= Beginning of Section =

//! In-process status log.
//!
//! [`MemoryLog`] keeps postcard-encoded entries in a mutex'd vector shared
//! by every handle; the entries mutex is what linearizes concurrent
//! appends, satisfying the ordering contract of [`StatusLog`]. A condvar
//! wakes followers on append, promotion, and close.
//!
//! Not suitable for production - entries live in memory and are lost on
//! restart. It exists for tests and single-node development, and as the
//! reference for the trait's blocking semantics.

use std::sync::atomic::{AtomicBool, Ordering};
use std::sync::{Arc, Condvar, Mutex};

use bytes::Bytes;

use foreman_types::{SequenceNumber, StatusEdit, StatusSnapshot};

use crate::{EditSink, LogError, StatusLog};

/// State shared by every handle onto the same log.
struct LogCore {
    /// Encoded edits; the entry at index `i` has sequence `i + 1`.
    /// Never truncated, so sequence numbers stay stable for replay.
    entries: Mutex<Vec<Bytes>>,
    appended: Condvar,
    snapshot: Mutex<Option<Bytes>>,
    closed: AtomicBool,
}

/// One replica's handle onto a shared in-process log.
///
/// Role is per-handle: a handle created by [`MemoryLog::leader`] is
/// already elected, one created by [`MemoryLog::follower`] tails until
/// [`MemoryLog::promote`] is called on it.
pub struct MemoryLog {
    core: Arc<LogCore>,
    elected: AtomicBool,
    writable: AtomicBool,
}

impl MemoryLog {
    /// Creates a fresh log whose first handle is already elected leader.
    pub fn leader() -> Self {
        Self {
            core: Arc::new(LogCore {
                entries: Mutex::new(Vec::new()),
                appended: Condvar::new(),
                snapshot: Mutex::new(None),
                closed: AtomicBool::new(false),
            }),
            elected: AtomicBool::new(true),
            writable: AtomicBool::new(false),
        }
    }

    /// Creates a follower handle onto the same log.
    pub fn follower(&self) -> Self {
        Self {
            core: Arc::clone(&self.core),
            elected: AtomicBool::new(false),
            writable: AtomicBool::new(false),
        }
    }

    /// Elects this handle leader, unblocking its follower loop.
    pub fn promote(&self) {
        // Taking the entries lock orders the flag flip against a follower
        // that is between its exit check and its condvar wait.
        let _entries = self.core.entries.lock().expect("log lock poisoned");
        self.elected.store(true, Ordering::SeqCst);
        self.core.appended.notify_all();
    }

    /// Number of entries ever appended.
    pub fn entry_count(&self) -> usize {
        self.core.entries.lock().expect("log lock poisoned").len()
    }

    fn decode(sequence: SequenceNumber, bytes: &Bytes) -> Result<StatusEdit, LogError> {
        postcard::from_bytes(bytes).map_err(|e| LogError::Corrupt {
            sequence,
            reason: e.to_string(),
        })
    }

    /// Clones entries with sequence greater than `from`, without holding
    /// the lock while the caller applies them.
    fn pending_after(&self, from: u64) -> Vec<(u64, Bytes)> {
        let entries = self.core.entries.lock().expect("log lock poisoned");
        entries
            .iter()
            .enumerate()
            .skip(from as usize)
            .map(|(i, bytes)| (i as u64 + 1, bytes.clone()))
            .collect()
    }
}

impl StatusLog for MemoryLog {
    fn log_status_edit(&self, edit: &StatusEdit) -> Result<SequenceNumber, LogError> {
        if self.is_closed() {
            return Err(LogError::unavailable("log is closed"));
        }
        if !self.writable.load(Ordering::SeqCst) {
            return Err(LogError::unavailable("append path not armed on this replica"));
        }

        let encoded = postcard::to_allocvec(edit)
            .map_err(|e| LogError::unavailable(format!("could not encode edit: {e}")))?;

        let mut entries = self.core.entries.lock().expect("log lock poisoned");
        entries.push(Bytes::from(encoded));
        let sequence = SequenceNumber::new(entries.len() as u64);
        self.core.appended.notify_all();
        Ok(sequence)
    }

    fn follow_the_leader(&self, from: SequenceNumber, apply: EditSink<'_>) -> Result<(), LogError> {
        let mut next = from.as_u64();
        loop {
            let pending = self.pending_after(next);
            for (seq, bytes) in pending {
                let edit = Self::decode(SequenceNumber::new(seq), &bytes)?;
                apply(SequenceNumber::new(seq), edit)?;
                next = seq;
            }

            let entries = self.core.entries.lock().expect("log lock poisoned");
            if entries.len() as u64 > next {
                // More arrived while we were applying.
                continue;
            }
            if self.elected.load(Ordering::SeqCst) || self.core.closed.load(Ordering::SeqCst) {
                return Ok(());
            }
            drop(
                self.core
                    .appended
                    .wait(entries)
                    .expect("log lock poisoned"),
            );
        }
    }

    fn recovery(&self, from: SequenceNumber, apply: EditSink<'_>) -> Result<(), LogError> {
        for (seq, bytes) in self.pending_after(from.as_u64()) {
            let edit = Self::decode(SequenceNumber::new(seq), &bytes)?;
            apply(SequenceNumber::new(seq), edit)?;
        }
        Ok(())
    }

    fn start_writing(&self) -> Result<(), LogError> {
        if self.is_closed() {
            return Err(LogError::unavailable("log is closed"));
        }
        if !self.elected.load(Ordering::SeqCst) {
            return Err(LogError::unavailable("this replica is not the leader"));
        }
        self.writable.store(true, Ordering::SeqCst);
        Ok(())
    }

    fn load_snapshot(&self) -> Result<StatusSnapshot, LogError> {
        let snapshot = self.core.snapshot.lock().expect("log lock poisoned");
        match snapshot.as_ref() {
            Some(bytes) => postcard::from_bytes(bytes).map_err(|e| LogError::Corrupt {
                sequence: SequenceNumber::ZERO,
                reason: format!("snapshot: {e}"),
            }),
            None => Ok(StatusSnapshot::empty()),
        }
    }

    fn checkpoint(&self, snapshot: &StatusSnapshot) -> Result<(), LogError> {
        if self.is_closed() {
            return Err(LogError::unavailable("log is closed"));
        }
        let encoded = postcard::to_allocvec(snapshot)
            .map_err(|e| LogError::unavailable(format!("could not encode snapshot: {e}")))?;
        *self.core.snapshot.lock().expect("log lock poisoned") = Some(Bytes::from(encoded));
        tracing::debug!(
            last_sequence = %snapshot.last_sequence,
            tasks = snapshot.tasks.len(),
            workers = snapshot.workers.len(),
            "checkpoint recorded"
        );
        Ok(())
    }

    fn is_leader(&self) -> bool {
        self.elected.load(Ordering::SeqCst)
    }

    fn is_writable(&self) -> bool {
        self.writable.load(Ordering::SeqCst) && !self.is_closed()
    }

    fn is_closed(&self) -> bool {
        self.core.closed.load(Ordering::SeqCst)
    }

    fn close(&self) {
        let _entries = self.core.entries.lock().expect("log lock poisoned");
        self.core.closed.store(true, Ordering::SeqCst);
        self.core.appended.notify_all();
    }
}

#[cfg(test)]
mod tests {
    use super::*;
    use foreman_types::{TaskId, Timestamp};

    fn edit(n: u64) -> StatusEdit {
        StatusEdit::WorkerConnected {
            worker_id: format!("w{n}"),
            process_id: format!("pid-{n}"),
            location: "127.0.0.1:7000".to_string(),
            timestamp: Timestamp::new(n),
        }
    }

    fn armed_leader() -> MemoryLog {
        let log = MemoryLog::leader();
        log.start_writing().expect("arm leader");
        log
    }

    #[test]
    fn appends_assign_increasing_sequences() {
        let log = armed_leader();
        assert_eq!(log.log_status_edit(&edit(1)).expect("append"), SequenceNumber::new(1));
        assert_eq!(log.log_status_edit(&edit(2)).expect("append"), SequenceNumber::new(2));
        assert_eq!(log.entry_count(), 2);
    }

    #[test]
    fn append_requires_an_armed_leader() {
        let log = MemoryLog::leader();
        // Elected but not armed.
        assert!(matches!(
            log.log_status_edit(&edit(1)),
            Err(LogError::Unavailable { .. })
        ));

        let follower = armed_leader().follower();
        assert!(matches!(
            follower.log_status_edit(&edit(1)),
            Err(LogError::Unavailable { .. })
        ));
    }

    #[test]
    fn start_writing_requires_election() {
        let leader = MemoryLog::leader();
        let follower = leader.follower();
        assert!(matches!(
            follower.start_writing(),
            Err(LogError::Unavailable { .. })
        ));

        follower.promote();
        follower.start_writing().expect("promoted follower can arm");
    }

    #[test]
    fn recovery_replays_past_the_given_sequence() {
        let log = armed_leader();
        for n in 1..=4 {
            log.log_status_edit(&edit(n)).expect("append");
        }

        let mut seen = Vec::new();
        log.recovery(SequenceNumber::new(2), &mut |seq, e| {
            seen.push((seq, e.kind()));
            Ok(())
        })
        .expect("recovery");

        assert_eq!(
            seen,
            vec![
                (SequenceNumber::new(3), "WorkerConnected"),
                (SequenceNumber::new(4), "WorkerConnected"),
            ]
        );
    }

    #[test]
    fn follower_streams_everything_then_returns_on_promotion() {
        let leader = armed_leader();
        for n in 1..=3 {
            leader.log_status_edit(&edit(n)).expect("append");
        }

        let follower = Arc::new(leader.follower());
        let tail = Arc::clone(&follower);
        let handle = std::thread::spawn(move || {
            let mut count = 0usize;
            tail.follow_the_leader(SequenceNumber::ZERO, &mut |_seq, _e| {
                count += 1;
                Ok(())
            })
            .map(|()| count)
        });

        // Two more appends race with the tailing thread, then promotion
        // ends the follow loop after everything has been delivered.
        leader.log_status_edit(&edit(4)).expect("append");
        leader.log_status_edit(&edit(5)).expect("append");
        follower.promote();

        let delivered = handle.join().expect("thread").expect("follow");
        assert_eq!(delivered, 5);
        assert!(follower.is_leader());
    }

    #[test]
    fn close_unblocks_a_waiting_follower() {
        let leader = armed_leader();
        let follower = Arc::new(leader.follower());
        let tail = Arc::clone(&follower);
        let handle = std::thread::spawn(move || {
            tail.follow_the_leader(SequenceNumber::ZERO, &mut |_s, _e| Ok(()))
        });

        leader.close();
        handle.join().expect("thread").expect("follow returns");
        assert!(follower.is_closed());
    }

    #[test]
    fn closed_log_rejects_appends_and_checkpoints() {
        let log = armed_leader();
        log.close();
        assert!(matches!(
            log.log_status_edit(&edit(1)),
            Err(LogError::Unavailable { .. })
        ));
        assert!(matches!(
            log.checkpoint(&StatusSnapshot::empty()),
            Err(LogError::Unavailable { .. })
        ));
        assert!(!log.is_writable());
    }

    #[test]
    fn checkpoint_round_trips() {
        let log = armed_leader();
        assert!(log.load_snapshot().expect("no snapshot yet").is_empty());

        let snapshot = StatusSnapshot {
            max_task_id: TaskId::new(3),
            last_sequence: SequenceNumber::new(9),
            tasks: Vec::new(),
            workers: Vec::new(),
        };
        log.checkpoint(&snapshot).expect("checkpoint");

        let loaded = log.load_snapshot().expect("load");
        assert_eq!(loaded, snapshot);

        // Follower handles share the snapshot.
        assert_eq!(log.follower().load_snapshot().expect("load"), snapshot);
    }

    #[test]
    fn apply_rejection_stops_the_stream() {
        let log = armed_leader();
        for n in 1..=3 {
            log.log_status_edit(&edit(n)).expect("append");
        }

        let mut seen = 0;
        let result = log.recovery(SequenceNumber::ZERO, &mut |seq, _e| {
            seen += 1;
            if seen == 2 {
                Err(LogError::ApplyRejected {
                    sequence: seq,
                    reason: "test rejection".to_string(),
                })
            } else {
                Ok(())
            }
        });

        assert!(matches!(result, Err(LogError::ApplyRejected { .. })));
        assert_eq!(seen, 2);
    }
}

= End of Section =

DIRECTIONS –
What is needed is every line of the records above that contains the word "impl".

ANSWER TO THE PROBLEM –
impl MemoryLog {
impl StatusLog for MemoryLog {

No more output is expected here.